Dans le numéro du 30 juin 1973, Lucille Dumont livre tous les secrets de son dernier lifting. La chanteuse en parle ouvertement et en vante les mérites. Quant à la une du 23 août 1969, elle est consacrée à Céline Lomez, âgée de 16 ans, qui tournera dans le prochain film de Denis Héroux. Il est précisé que sa mère accepte qu’elle tourne des « scènes de nu ».

Quelques mois plus tard, on apprend que Danielle Ouimet a été « attaquée dans un restaurant ». La scandaleuse interprète du film Valérie a reçu les foudres d’une cliente bien-pensante. Et visiblement soûle.

En 1967, un couple d’amoureux occupe toute la place au Québec : Chantal Renaud et Donald Lautrec. Tout le monde attend impatiemment l’annonce de leur mariage. Pourtant, le 11 février, la belle Chantal déclare : « Non, je ne l’épouserai pas ! » Pour des raisons inexplicables, Chantal se ravise le 5 août : « Dès que je suis libre, j’épouse Donald Lautrec. »

Dans ce même numéro, il y a cette manchette insolite : « On accuse Jen Roger de se baigner nu avec ses copains. » Cette nouvelle est toutefois contredite par « M. Goudreau », un voisin du chanteur, à Anjou. Celui-ci affirme qu’il peut, de chez lui, voir la cour du chanteur et que « jamais au grand jamais personne ne se baigne nu chez Jen Roger ».

Le 8 avril 1967, les nombreuses admiratrices de Pierre Lalonde sont heureuses d’apprendre qu’il « rompt avec sa danseuse à gogo Candy ». L’année 1970 commence mal alors qu’on apprend la mort de la chanteuse Lise Chénier, à l’âge de 29 ans. Une photo nous la montre… dans son cercueil.

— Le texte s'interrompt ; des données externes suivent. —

//! Core utilities and types for sqlts.
//!
//! This crate provides the plugin options model, the error taxonomy shared
//! by every stage of generation, and string utilities for identifiers.

mod error;
mod options;
mod utils;

// Errors
pub use error::{Error, ErrorKind, Result};
// Plugin options
pub use options::{BetterSqlite3Options, DriverKind, Mysql2Options, PluginOptions};
// String utilities
pub use utils::{lower_first, sanitize_identifier, to_lower_camel_case, to_pascal_case};
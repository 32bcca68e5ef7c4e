//! TypeScript query client generator for sqlts.
//!
//! Turns sqlc's analyzed queries into typed TypeScript functions for one of
//! five database client libraries: `pg`, `postgres`, `mysql2`,
//! `better-sqlite3` and `@libsql/client` (`turso`).
//!
//! # Usage
//!
//! ```
//! use sqlts_ir::{Column, Command, GenerateRequest, Query};
//!
//! let query = Query::new("GetAuthor", Command::One, "SELECT id FROM authors WHERE id = $1", "query.sql")
//!     .param(Column::new("id", "uuid").not_null())
//!     .column(Column::new("id", "uuid").not_null());
//! let request = GenerateRequest::new(vec![query], r#"{"driver":"pg"}"#);
//!
//! let response = sqlts_typescript::generate(&request).unwrap();
//! assert_eq!(response.files[0].name, "query_sql.ts");
//! ```
//!
//! # Generated Output
//!
//! One `.ts` file per query file, holding for every query:
//!
//! - the SQL text as an exported template-literal constant
//! - an `Args` interface when the query takes parameters
//! - a `Row` interface when the query returns columns
//! - an `async` function calling the client library

mod code_file;
mod declaration;
mod generator;
mod naming;
mod type_mapper;

pub mod ast;
pub mod drivers;

pub use code_file::{BANNER, CodeFile};
pub use declaration::Declaration;
pub use drivers::{Driver, QueryFn, ReturnIface, create_driver};
pub use generator::{Generator, generate};
pub use naming::TS_NAMING;
pub use type_mapper::TsTypeMapper;
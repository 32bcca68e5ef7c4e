use miette::{Diagnostic, NamedSource, SourceSpan};
use sqlts_ir::{Command, wire::WireError};
use thiserror::Error;

/// Result type for sqlts operations (boxed to reduce size on stack)
pub type Result<T> = std::result::Result<T, Box<Error>>;

/// Broad category of a failure.
#[derive(Debug, Clone, Copy, PartialEq, Eq)]
pub enum ErrorKind {
    /// The plugin options do not select a usable driver.
    Configuration,
    /// The request or its options could not be decoded.
    MalformedInput,
    /// A query asks for something the selected driver cannot generate.
    UnsupportedOperation,
}

#[derive(Debug, Error, Diagnostic)]
pub enum Error {
    #[error("no driver configured")]
    #[diagnostic(
        code(sqlts::missing_driver),
        help(
            "set `driver` in the plugin options to one of: pg, postgres, mysql2, better-sqlite3, turso"
        )
    )]
    MissingDriver,

    #[error("unknown driver '{name}'")]
    #[diagnostic(
        code(sqlts::unknown_driver),
        help("supported drivers are: pg, postgres, mysql2, better-sqlite3, turso")
    )]
    UnknownDriver { name: String },

    #[error("plugin options are not valid UTF-8")]
    #[diagnostic(code(sqlts::invalid_options))]
    OptionsEncoding {
        #[source]
        source: std::str::Utf8Error,
    },

    #[error("failed to parse plugin options")]
    #[diagnostic(code(sqlts::invalid_options))]
    OptionsParse {
        #[source_code]
        src: NamedSource<String>,
        #[label("{source}")]
        span: Option<SourceSpan>,
        #[source]
        source: serde_json::Error,
    },

    #[error("failed to decode generate request")]
    #[diagnostic(
        code(sqlts::malformed_request),
        help("sqlts expects a sqlc `GenerateRequest` protobuf message on its input")
    )]
    Decode {
        #[source]
        source: WireError,
    },

    #[error("driver '{driver}' does not support {command} (query '{query}')")]
    #[diagnostic(
        code(sqlts::unsupported_operation),
        help("use a driver that exposes the last inserted id, such as mysql2 or turso")
    )]
    UnsupportedOperation {
        driver: String,
        command: Command,
        query: String,
    },
}

impl Error {
    /// Category of this error.
    pub fn kind(&self) -> ErrorKind {
        match self {
            Error::MissingDriver | Error::UnknownDriver { .. } => ErrorKind::Configuration,
            Error::OptionsEncoding { .. } | Error::OptionsParse { .. } | Error::Decode { .. } => {
                ErrorKind::MalformedInput
            }
            Error::UnsupportedOperation { .. } => ErrorKind::UnsupportedOperation,
        }
    }

    /// Create an options parse error with source context
    pub fn options_parse(source: serde_json::Error, src: &str) -> Box<Self> {
        let span = offset_of(src, source.line(), source.column()).map(|o| SourceSpan::from(o..o));
        Box::new(Error::OptionsParse {
            src: NamedSource::new("plugin options", src.to_string()),
            span,
            source,
        })
    }

    /// Create an unsupported operation error
    pub fn unsupported(
        driver: impl Into<String>,
        command: Command,
        query: impl Into<String>,
    ) -> Box<Self> {
        Box::new(Error::UnsupportedOperation {
            driver: driver.into(),
            command,
            query: query.into(),
        })
    }
}

impl From<WireError> for Box<Error> {
    fn from(source: WireError) -> Self {
        Box::new(Error::Decode { source })
    }
}

/// Convert a 1-based line and column into a byte offset.
fn offset_of(src: &str, line: usize, column: usize) -> Option<usize> {
    if line == 0 {
        return None;
    }
    let line_start: usize = src
        .split_inclusive('\n')
        .take(line - 1)
        .map(str::len)
        .sum();
    Some((line_start + column.saturating_sub(1)).min(src.len()))
}

#[cfg(test)]
mod tests {
    use super::*;

    #[test]
    fn test_kinds() {
        assert_eq!(Error::MissingDriver.kind(), ErrorKind::Configuration);
        assert_eq!(
            Error::UnknownDriver {
                name: "sqlite".into()
            }
            .kind(),
            ErrorKind::Configuration
        );
        assert_eq!(
            Error::unsupported("pg", Command::ExecLastId, "InsertAuthor").kind(),
            ErrorKind::UnsupportedOperation
        );
    }

    #[test]
    fn test_unsupported_message() {
        let err = Error::unsupported("pg", Command::ExecLastId, "InsertAuthor");
        assert_eq!(
            err.to_string(),
            "driver 'pg' does not support :execlastid (query 'InsertAuthor')"
        );
    }

    #[test]
    fn test_options_parse_has_span() {
        let src = "{\n  \"driver\": pg\n}";
        let source = serde_json::from_str::<serde_json::Value>(src).unwrap_err();
        let err = Error::options_parse(source, src);
        assert_eq!(err.kind(), ErrorKind::MalformedInput);
        match *err {
            Error::OptionsParse { span: Some(span), .. } => {
                assert!((2..=16).contains(&span.offset()));
            }
            other => panic!("expected OptionsParse with span, got {other:?}"),
        }
    }

    #[test]
    fn test_offset_of() {
        assert_eq!(offset_of("abc\ndef", 2, 2), Some(5));
        assert_eq!(offset_of("abc", 1, 1), Some(0));
        assert_eq!(offset_of("abc", 0, 0), None);
    }
}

Je vous le dis, c’est du gros fun noir ! Et si mon plaisir est si grand, c’est à cause de la distance que j’ai avec ces potins qui ne blessent plus personne. J’aime l’aspect folklorique de la chose. Je regarde ça comme un archéologue penché sur un site de fouilles.

Quand je découvre ces titres surréalistes, je réalise à quel point les années 80 et 90 ont été lisses et gentilles. Les magazines de papier glacé La Semaine et 7 Jours ont symbolisé le début d’une période consensuelle où les mises en scène étaient très apparentes.

Et aujourd’hui ? Aujourd’hui, les nouvelles artistiques sont largement consommées par l’entremise de sites internet. Chez nous, on en trouve principalement trois : Showbizz.net (Cinoche.com), Hollywoodpq.com (Obox Média) et enVedette.ca (Bell Média).

Pour nourrir ces bêtes, on glane partout. Si quelques nouvelles sont créées par les minuscules équipes de ces sites (de deux à huit employés), on s’abreuve très largement… aux autres médias qui, eux, continuent d’investir dans des équipes considérables capables d’aller chercher de la nouvelle originale.

On pige dans les grands quotidiens, dans les hebdos comme Échos Vedettes (le dernier des dinosaures dans le domaine), dans les émissions de télé ou de radio.

Il suffit d’une déclaration d’une personnalité et le tour est joué. Une vedette confie au détour d’un paragraphe ou d’une entrevue à la télé qu’elle a frôlé la dépression et c’est dans la boîte ! Tu as ton texte, ton titre et tes clics.

Jeudi, on pouvait voir sur le site de Showbizz.net la manchette suivante : « Pénélope McQuade se confie sur ses épisodes dépressifs récurrents. » On se rend compte que cette nouvelle est basée sur l’extrait de 30 secondes qui sert de promo à La vraie nature, l’émission animée par Jean-Philippe Dion à TVA.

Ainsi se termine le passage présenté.